不死川さんはああ見えて思いやりある人だし、宇髄さんは面倒見いいし。ウマが合いそう。
そんな事を考えていると、気付けば部屋の前まで来ていた。
気持ちを整えるように軽く深呼吸をし、扉の持ち手をグッと捻った。
いざ……!
「…お待たせしまし 「はぁ?派手に勝手抜かしてんじゃねぇよ!お前に気ィなんて有り得ねぇんだよ!」
「んなもん、円華次第だろうがァ!…あァ、それとも何かァ?自信がねェのかァ。随分と頼りねぇなァ!」
たったさっきだ。ホント数秒前。"ウマが合いそうだ"と思ったのは。
その二人が、それも大の男が喧嘩腰で両手を互いに掴み合い息巻いていた。それも内容的に私の事だ。

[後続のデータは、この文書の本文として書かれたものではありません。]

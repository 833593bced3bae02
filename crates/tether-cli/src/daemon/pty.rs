//! PTY allocation and async descriptor I/O.

use std::fs::File;
use std::io::{self, Read, Write};
use std::os::fd::{AsFd, AsRawFd, BorrowedFd, OwnedFd, RawFd};
use std::path::{Path, PathBuf};
use std::pin::Pin;
use std::task::{ready, Context, Poll};

use anyhow::{bail, Context as _, Result};
use portable_pty::{native_pty_system, Child, CommandBuilder, MasterPty, PtySize};
use tether_core::protocol::WindowSize;
use tokio::io::unix::AsyncFd;
use tokio::io::{AsyncRead, AsyncWrite, ReadBuf};
use tracing::debug;

/// Shell used when `$SHELL` is unset or empty.
const DEFAULT_SHELL: &str = "/bin/sh";

/// Runs first in every session: ignore hang-up, then become the real
/// shell (`$0`) with its arguments. portable-pty resets SIGHUP to the
/// default just before exec, so the disposition has to be set from inside
/// the child.
const HUP_IGNORING_LAUNCHER: &str = "trap '' HUP; exec \"$0\" \"$@\"";

/// Terminal size in columns and rows.
#[derive(Debug, Clone, Copy, PartialEq, Eq)]
pub struct TermSize {
    pub cols: u16,
    pub rows: u16,
}

impl Default for TermSize {
    fn default() -> Self {
        Self { cols: 80, rows: 24 }
    }
}

impl From<TermSize> for PtySize {
    fn from(size: TermSize) -> Self {
        PtySize {
            rows: size.rows,
            cols: size.cols,
            pixel_width: 0,
            pixel_height: 0,
        }
    }
}

impl From<WindowSize> for TermSize {
    fn from(size: WindowSize) -> Self {
        Self {
            cols: size.cols,
            rows: size.rows,
        }
    }
}

/// The shell sessions run under: `$SHELL`, or `/bin/sh`.
pub fn session_shell() -> String {
    std::env::var("SHELL")
        .ok()
        .filter(|s| !s.is_empty())
        .unwrap_or_else(|| DEFAULT_SHELL.to_string())
}

/// A shell running on the slave side of a PTY whose master we own.
///
/// The child leads its own session with the slave as controlling terminal.
/// Dropping a `PtySession` closes the master; it does not signal or reap
/// the child, which is the session manager's job.
pub struct PtySession {
    master: Box<dyn MasterPty + Send>,
    // Kept so the std handle outlives the session; reaping goes through
    // waitpid on `pid`.
    _child: Box<dyn Child + Send + Sync>,
    pid: u32,
}

impl PtySession {
    /// Spawn `command` through `shell` in a new PTY, with SIGHUP ignored.
    ///
    /// With no command, the shell itself is started interactively. A
    /// command the shell cannot find makes the child exit with status 127
    /// later on; only a shell that cannot be executed fails here.
    pub fn spawn(shell: &str, command: Option<&str>, size: TermSize) -> Result<Self> {
        let shell_path = resolve_shell(shell)?;

        let pty_system = native_pty_system();
        let pair = pty_system
            .openpty(size.into())
            .context("Failed to open PTY")?;

        let mut cmd = CommandBuilder::new(DEFAULT_SHELL);
        cmd.arg("-c");
        cmd.arg(HUP_IGNORING_LAUNCHER);
        cmd.arg(&shell_path);
        if let Some(command) = command {
            cmd.arg("-c");
            cmd.arg(command);
        }
        if let Ok(cwd) = std::env::current_dir() {
            cmd.cwd(cwd);
        }

        let child = pair
            .slave
            .spawn_command(cmd)
            .with_context(|| format!("Failed to spawn {}", shell_path.display()))?;
        // The parent's copy of the slave must go, or the master never sees
        // hang-up when the child exits.
        drop(pair.slave);

        let pid = child
            .process_id()
            .context("Spawned child has no process id")?;

        debug!("Spawned pid {} in PTY ({}x{})", pid, size.cols, size.rows);

        Ok(Self {
            master: pair.master,
            _child: child,
            pid,
        })
    }

    /// Process id of the shell.
    pub fn pid(&self) -> u32 {
        self.pid
    }

    /// Resize the PTY; the kernel delivers SIGWINCH to the foreground job.
    pub fn resize(&self, size: TermSize) -> Result<()> {
        self.master
            .resize(size.into())
            .context("Failed to resize PTY")
    }

    /// Open an async stream over a duplicate of the master descriptor.
    ///
    /// The master itself stays owned by this session, so the stream can be
    /// dropped (on detach) without closing the PTY.
    pub fn stream(&self) -> Result<FdStream> {
        let raw: RawFd = self
            .master
            .as_raw_fd()
            .context("PTY master has no file descriptor")?;
        // SAFETY: `raw` belongs to `self.master`, which outlives this borrow.
        let master = unsafe { BorrowedFd::borrow_raw(raw) };
        let fd = master
            .try_clone_to_owned()
            .context("Failed to duplicate PTY master")?;
        FdStream::new(fd).context("Failed to register PTY master")
    }
}

/// Locate `shell` the way exec would: as given when it contains a slash,
/// otherwise on `$PATH`. Only executable regular files qualify.
fn resolve_shell(shell: &str) -> Result<PathBuf> {
    fn is_executable(path: &Path) -> bool {
        use std::os::unix::fs::PermissionsExt;
        std::fs::metadata(path)
            .map(|m| m.is_file() && m.permissions().mode() & 0o111 != 0)
            .unwrap_or(false)
    }

    if shell.contains('/') {
        let path = PathBuf::from(shell);
        if !is_executable(&path) {
            bail!("shell {} is not an executable file", shell);
        }
        return Ok(path);
    }

    let search_path = std::env::var_os("PATH").unwrap_or_default();
    std::env::split_paths(&search_path)
        .map(|dir| dir.join(shell))
        .find(|candidate| is_executable(candidate))
        .with_context(|| format!("shell {} not found on PATH", shell))
}

/// Readiness-driven `AsyncRead + AsyncWrite` over an owned descriptor.
///
/// The descriptor is switched to non-blocking mode; its original status
/// flags are put back on drop. Because duplicated descriptors share those
/// flags, this matters for stdin/stdout, which belong to the user's shell.
pub struct FdStream {
    inner: AsyncFd<File>,
    original_flags: libc::c_int,
}

impl FdStream {
    /// Take ownership of `fd` and register it with the tokio reactor.
    pub fn new(fd: OwnedFd) -> io::Result<Self> {
        // Register first: if the reactor refuses the descriptor (regular
        // files), its flags are still untouched.
        // SAFETY: the File owns `fd` and keeps that same descriptor open
        // until the AsyncFd, which owns the File, is dropped.
        let inner = unsafe { AsyncFd::register(File::from(fd)) }?;
        let original_flags = set_nonblocking(inner.get_ref().as_fd())?;
        Ok(Self {
            inner,
            original_flags,
        })
    }

    /// Duplicate a descriptor we do not own (stdin, stdout) into a stream.
    pub fn dup(fd: BorrowedFd<'_>) -> io::Result<Self> {
        Self::new(fd.try_clone_to_owned()?)
    }

    pub fn get_ref(&self) -> &File {
        self.inner.get_ref()
    }
}

impl Drop for FdStream {
    fn drop(&mut self) {
        // SAFETY: fcntl(F_SETFL) on a descriptor we still own.
        let rc = unsafe {
            libc::fcntl(
                self.inner.get_ref().as_raw_fd(),
                libc::F_SETFL,
                self.original_flags,
            )
        };
        if rc < 0 {
            debug!(
                "Failed to restore descriptor flags: {}",
                io::Error::last_os_error()
            );
        }
    }
}

/// Set `O_NONBLOCK`, returning the previous status flags.
fn set_nonblocking(fd: BorrowedFd<'_>) -> io::Result<libc::c_int> {
    let raw = fd.as_raw_fd();
    // SAFETY: fcntl on a valid borrowed descriptor.
    let flags = unsafe { libc::fcntl(raw, libc::F_GETFL) };
    if flags < 0 {
        return Err(io::Error::last_os_error());
    }
    // SAFETY: as above.
    if unsafe { libc::fcntl(raw, libc::F_SETFL, flags | libc::O_NONBLOCK) } < 0 {
        return Err(io::Error::last_os_error());
    }
    Ok(flags)
}

impl AsyncRead for FdStream {
    fn poll_read(
        self: Pin<&mut Self>,
        cx: &mut Context<'_>,
        buf: &mut ReadBuf<'_>,
    ) -> Poll<io::Result<()>> {
        let this = self.get_mut();
        loop {
            let mut guard = ready!(this.inner.poll_read_ready(cx))?;
            let unfilled = buf.initialize_unfilled();
            match guard.try_io(|inner| inner.get_ref().read(unfilled)) {
                Ok(Ok(n)) => {
                    buf.advance(n);
                    return Poll::Ready(Ok(()));
                }
                // Linux reports a PTY master whose slave side is gone as EIO.
                Ok(Err(e)) if e.raw_os_error() == Some(libc::EIO) => {
                    return Poll::Ready(Ok(()));
                }
                Ok(Err(e)) => return Poll::Ready(Err(e)),
                Err(_would_block) => continue,
            }
        }
    }
}

impl AsyncWrite for FdStream {
    fn poll_write(
        self: Pin<&mut Self>,
        cx: &mut Context<'_>,
        data: &[u8],
    ) -> Poll<io::Result<usize>> {
        let this = self.get_mut();
        loop {
            let mut guard = ready!(this.inner.poll_write_ready(cx))?;
            match guard.try_io(|inner| inner.get_ref().write(data)) {
                Ok(result) => return Poll::Ready(result),
                Err(_would_block) => continue,
            }
        }
    }

    fn poll_flush(self: Pin<&mut Self>, _cx: &mut Context<'_>) -> Poll<io::Result<()>> {
        Poll::Ready(Ok(()))
    }

    fn poll_shutdown(self: Pin<&mut Self>, _cx: &mut Context<'_>) -> Poll<io::Result<()>> {
        Poll::Ready(Ok(()))
    }
}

え、わ、私何かした、っけ?…もしかして悪口言ったから?あっ、偉そうに説教じみた事言った事かな…!?いや、でもその時には何も言われなかったし…。
訳が分からないまま、背中を冷や汗が伝う。
目の前の光景に扉の持ち手を掴んだまま動けずにいると、私に気付いた二人の顔がこちらを向いた。
ふ、二人とも…、目っ、目が怖いんですけど!?
すんごいつり上がってるんですけど!!
「遅せェ!何時まで待たしてやがんだァ!」
「こんな奴放っとけ!!あのチビ共にでも投げてろ!」
い、いや…。え、私どう動けば正解なの!?
どっちも正解じゃない気がするのは私だけ!?
収集がつかず、未だに睨み合う二人をどう扱えばいいのかも分からず、既に泣きそうだ。
その時、背後から肩に乗った"何か"に体が飛び跳ねた。
あぁ…神様。仏様。
こんな私に希望を残して下さりありがとうございます!
このご恩は決して忘れません!!
大袈裟だが、この時ばかりは心の底から本当に感謝した。